#### [TRY IT]
Search the records that follow and extract every line containing the string "Option".

#### [SUPPLIED MATERIAL]
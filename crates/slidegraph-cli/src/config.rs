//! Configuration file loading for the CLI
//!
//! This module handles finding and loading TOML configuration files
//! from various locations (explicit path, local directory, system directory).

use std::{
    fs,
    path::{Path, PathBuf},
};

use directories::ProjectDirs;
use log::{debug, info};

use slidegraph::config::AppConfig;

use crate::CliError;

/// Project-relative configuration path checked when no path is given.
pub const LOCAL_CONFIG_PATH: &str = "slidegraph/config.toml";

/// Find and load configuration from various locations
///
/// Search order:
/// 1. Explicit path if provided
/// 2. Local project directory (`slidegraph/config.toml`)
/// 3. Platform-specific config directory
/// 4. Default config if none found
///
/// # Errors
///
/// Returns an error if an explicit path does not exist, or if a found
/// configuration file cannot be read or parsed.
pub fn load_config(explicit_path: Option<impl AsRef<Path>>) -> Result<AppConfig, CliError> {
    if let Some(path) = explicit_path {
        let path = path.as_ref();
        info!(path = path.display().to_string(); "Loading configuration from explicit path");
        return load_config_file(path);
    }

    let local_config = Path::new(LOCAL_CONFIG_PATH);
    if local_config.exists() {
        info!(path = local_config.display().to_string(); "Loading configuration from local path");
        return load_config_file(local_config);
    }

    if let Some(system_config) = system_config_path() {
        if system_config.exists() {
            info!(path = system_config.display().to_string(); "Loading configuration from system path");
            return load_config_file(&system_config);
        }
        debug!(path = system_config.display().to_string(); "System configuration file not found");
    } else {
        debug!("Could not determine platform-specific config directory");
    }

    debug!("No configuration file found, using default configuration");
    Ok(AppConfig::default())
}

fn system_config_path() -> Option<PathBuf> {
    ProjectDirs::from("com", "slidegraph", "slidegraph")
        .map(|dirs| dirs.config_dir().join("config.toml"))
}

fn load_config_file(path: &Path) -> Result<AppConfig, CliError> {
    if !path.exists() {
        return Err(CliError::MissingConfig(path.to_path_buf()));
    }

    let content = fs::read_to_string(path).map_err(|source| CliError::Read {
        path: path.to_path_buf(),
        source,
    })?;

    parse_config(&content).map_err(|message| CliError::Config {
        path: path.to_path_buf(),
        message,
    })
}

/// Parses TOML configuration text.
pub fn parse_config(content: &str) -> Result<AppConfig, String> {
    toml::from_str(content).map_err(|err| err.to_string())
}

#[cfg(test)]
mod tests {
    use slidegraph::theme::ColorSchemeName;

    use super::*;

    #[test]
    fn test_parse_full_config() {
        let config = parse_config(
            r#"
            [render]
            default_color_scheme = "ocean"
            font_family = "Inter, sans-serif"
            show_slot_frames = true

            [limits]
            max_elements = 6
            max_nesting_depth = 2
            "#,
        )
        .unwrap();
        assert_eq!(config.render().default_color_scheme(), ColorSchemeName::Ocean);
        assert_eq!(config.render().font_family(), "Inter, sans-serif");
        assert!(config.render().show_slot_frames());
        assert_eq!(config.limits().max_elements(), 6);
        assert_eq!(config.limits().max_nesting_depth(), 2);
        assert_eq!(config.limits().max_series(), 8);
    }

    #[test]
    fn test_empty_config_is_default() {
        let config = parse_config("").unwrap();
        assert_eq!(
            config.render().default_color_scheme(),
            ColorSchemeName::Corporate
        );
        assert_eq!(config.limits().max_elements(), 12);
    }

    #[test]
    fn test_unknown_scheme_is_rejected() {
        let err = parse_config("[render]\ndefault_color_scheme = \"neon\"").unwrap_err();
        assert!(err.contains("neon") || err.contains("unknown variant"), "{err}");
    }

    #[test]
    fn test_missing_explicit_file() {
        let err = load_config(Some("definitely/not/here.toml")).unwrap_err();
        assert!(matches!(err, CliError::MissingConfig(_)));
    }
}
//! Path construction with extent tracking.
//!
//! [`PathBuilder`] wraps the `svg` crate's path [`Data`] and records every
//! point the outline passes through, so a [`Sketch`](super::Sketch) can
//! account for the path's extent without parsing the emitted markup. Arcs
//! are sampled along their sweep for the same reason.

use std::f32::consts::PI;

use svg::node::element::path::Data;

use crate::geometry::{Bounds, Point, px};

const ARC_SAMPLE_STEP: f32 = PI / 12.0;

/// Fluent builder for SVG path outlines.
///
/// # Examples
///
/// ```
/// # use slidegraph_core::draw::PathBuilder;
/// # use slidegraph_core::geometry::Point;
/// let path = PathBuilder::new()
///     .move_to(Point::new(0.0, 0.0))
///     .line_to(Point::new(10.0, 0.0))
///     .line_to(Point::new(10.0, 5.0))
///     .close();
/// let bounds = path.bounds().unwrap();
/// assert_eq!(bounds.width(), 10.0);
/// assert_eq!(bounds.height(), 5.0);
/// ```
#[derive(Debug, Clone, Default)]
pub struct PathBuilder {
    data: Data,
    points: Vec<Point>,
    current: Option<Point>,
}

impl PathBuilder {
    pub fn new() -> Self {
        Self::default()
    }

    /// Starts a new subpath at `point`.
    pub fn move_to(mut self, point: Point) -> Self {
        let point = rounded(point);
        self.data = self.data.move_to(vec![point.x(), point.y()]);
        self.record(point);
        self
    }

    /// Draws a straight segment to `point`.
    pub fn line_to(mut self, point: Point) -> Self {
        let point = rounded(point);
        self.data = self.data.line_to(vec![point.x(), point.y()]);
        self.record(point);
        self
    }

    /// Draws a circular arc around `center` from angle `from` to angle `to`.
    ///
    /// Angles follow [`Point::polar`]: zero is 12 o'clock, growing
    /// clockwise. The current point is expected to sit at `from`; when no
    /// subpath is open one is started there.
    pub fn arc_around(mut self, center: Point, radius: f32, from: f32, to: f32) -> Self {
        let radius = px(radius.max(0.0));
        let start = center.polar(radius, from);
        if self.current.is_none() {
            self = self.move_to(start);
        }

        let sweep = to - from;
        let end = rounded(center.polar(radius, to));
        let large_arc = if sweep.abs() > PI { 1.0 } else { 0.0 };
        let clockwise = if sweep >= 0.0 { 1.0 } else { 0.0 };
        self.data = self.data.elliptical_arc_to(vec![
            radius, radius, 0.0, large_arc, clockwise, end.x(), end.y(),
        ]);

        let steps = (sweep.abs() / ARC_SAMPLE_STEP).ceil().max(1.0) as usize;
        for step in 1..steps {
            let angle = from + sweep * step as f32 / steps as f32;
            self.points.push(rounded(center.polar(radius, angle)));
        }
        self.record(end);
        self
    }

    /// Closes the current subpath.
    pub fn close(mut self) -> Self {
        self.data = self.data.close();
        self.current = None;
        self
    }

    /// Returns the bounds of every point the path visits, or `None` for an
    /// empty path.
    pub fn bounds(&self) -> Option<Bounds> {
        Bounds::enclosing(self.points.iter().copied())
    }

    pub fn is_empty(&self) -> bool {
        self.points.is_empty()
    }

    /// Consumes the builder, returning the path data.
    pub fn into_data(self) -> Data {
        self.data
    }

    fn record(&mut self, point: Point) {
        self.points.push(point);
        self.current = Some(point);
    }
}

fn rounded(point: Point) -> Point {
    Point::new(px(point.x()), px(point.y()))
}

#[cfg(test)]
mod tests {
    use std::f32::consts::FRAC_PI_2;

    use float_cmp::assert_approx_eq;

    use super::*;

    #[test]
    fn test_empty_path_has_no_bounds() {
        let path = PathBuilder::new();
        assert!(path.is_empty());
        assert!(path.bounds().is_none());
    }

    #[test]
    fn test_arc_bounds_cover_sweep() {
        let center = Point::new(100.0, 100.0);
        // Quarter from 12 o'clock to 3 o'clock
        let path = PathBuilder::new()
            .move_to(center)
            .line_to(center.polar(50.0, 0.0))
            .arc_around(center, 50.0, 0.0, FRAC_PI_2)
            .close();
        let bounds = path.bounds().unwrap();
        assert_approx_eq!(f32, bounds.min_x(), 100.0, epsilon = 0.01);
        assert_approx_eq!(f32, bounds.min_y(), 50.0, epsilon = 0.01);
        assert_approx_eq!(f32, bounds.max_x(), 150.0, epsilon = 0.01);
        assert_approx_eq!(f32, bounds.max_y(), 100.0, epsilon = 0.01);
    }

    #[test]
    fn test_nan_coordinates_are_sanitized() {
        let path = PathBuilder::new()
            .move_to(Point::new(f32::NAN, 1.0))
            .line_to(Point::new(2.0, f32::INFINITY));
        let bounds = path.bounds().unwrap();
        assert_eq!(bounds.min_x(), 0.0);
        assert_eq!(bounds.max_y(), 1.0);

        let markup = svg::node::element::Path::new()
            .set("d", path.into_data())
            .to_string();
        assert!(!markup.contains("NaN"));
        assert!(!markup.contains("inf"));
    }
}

==

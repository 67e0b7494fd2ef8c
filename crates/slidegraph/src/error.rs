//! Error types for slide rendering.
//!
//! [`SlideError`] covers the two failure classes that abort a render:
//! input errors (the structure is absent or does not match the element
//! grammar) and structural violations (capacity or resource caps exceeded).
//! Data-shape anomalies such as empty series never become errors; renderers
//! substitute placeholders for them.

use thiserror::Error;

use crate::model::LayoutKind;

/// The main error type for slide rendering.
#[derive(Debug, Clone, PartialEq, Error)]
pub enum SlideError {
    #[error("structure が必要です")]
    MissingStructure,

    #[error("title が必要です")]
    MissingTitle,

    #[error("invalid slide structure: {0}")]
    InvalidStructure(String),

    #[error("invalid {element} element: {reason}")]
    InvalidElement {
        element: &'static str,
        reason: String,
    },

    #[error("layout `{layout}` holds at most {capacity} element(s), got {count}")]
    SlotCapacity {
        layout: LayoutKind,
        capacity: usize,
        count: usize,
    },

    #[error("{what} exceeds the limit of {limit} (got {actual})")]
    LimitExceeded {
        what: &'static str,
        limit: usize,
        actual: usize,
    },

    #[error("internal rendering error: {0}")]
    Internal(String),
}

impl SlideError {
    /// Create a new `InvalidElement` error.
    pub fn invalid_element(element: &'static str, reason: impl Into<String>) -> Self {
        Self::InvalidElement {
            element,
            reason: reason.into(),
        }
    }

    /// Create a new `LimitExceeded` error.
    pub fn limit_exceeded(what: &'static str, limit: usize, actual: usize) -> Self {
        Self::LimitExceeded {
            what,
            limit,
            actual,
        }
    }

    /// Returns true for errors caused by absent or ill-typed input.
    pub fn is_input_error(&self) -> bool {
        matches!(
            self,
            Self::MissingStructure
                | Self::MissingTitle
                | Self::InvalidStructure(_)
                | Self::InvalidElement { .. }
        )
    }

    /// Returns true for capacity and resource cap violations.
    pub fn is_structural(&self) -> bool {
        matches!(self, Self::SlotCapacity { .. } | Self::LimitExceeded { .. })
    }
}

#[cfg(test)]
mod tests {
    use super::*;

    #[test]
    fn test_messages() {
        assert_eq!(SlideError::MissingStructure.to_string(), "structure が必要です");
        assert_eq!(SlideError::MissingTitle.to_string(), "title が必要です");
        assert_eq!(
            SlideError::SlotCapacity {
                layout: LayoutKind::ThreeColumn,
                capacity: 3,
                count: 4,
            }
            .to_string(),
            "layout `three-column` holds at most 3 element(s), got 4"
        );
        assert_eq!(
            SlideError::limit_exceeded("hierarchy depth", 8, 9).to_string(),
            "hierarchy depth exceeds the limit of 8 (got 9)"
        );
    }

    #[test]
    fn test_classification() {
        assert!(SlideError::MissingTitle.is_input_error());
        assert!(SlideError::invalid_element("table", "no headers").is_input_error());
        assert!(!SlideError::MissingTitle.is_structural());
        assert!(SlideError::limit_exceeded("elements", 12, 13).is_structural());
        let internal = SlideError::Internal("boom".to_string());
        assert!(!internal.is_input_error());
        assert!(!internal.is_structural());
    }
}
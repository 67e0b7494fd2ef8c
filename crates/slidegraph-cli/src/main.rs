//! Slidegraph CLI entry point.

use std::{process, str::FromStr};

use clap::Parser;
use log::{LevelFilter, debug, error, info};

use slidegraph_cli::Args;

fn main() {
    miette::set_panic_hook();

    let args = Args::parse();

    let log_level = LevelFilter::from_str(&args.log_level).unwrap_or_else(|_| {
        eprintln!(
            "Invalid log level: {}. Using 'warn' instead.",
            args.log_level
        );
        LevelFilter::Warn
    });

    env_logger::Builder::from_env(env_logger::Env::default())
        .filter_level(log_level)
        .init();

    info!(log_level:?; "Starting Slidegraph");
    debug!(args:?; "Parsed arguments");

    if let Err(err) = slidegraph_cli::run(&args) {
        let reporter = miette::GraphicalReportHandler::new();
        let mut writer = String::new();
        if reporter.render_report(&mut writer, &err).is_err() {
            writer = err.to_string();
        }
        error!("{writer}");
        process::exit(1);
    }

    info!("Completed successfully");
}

#### [ANSWER TO THIS PROBLEM]
pub fn load_config(explicit_path: Option<impl AsRef<Path>>) -> Result<AppConfig, CliError> {
fn system_config_path() -> Option<PathBuf> {
    current: Option<Point>,
    pub fn bounds(&self) -> Option<Bounds> {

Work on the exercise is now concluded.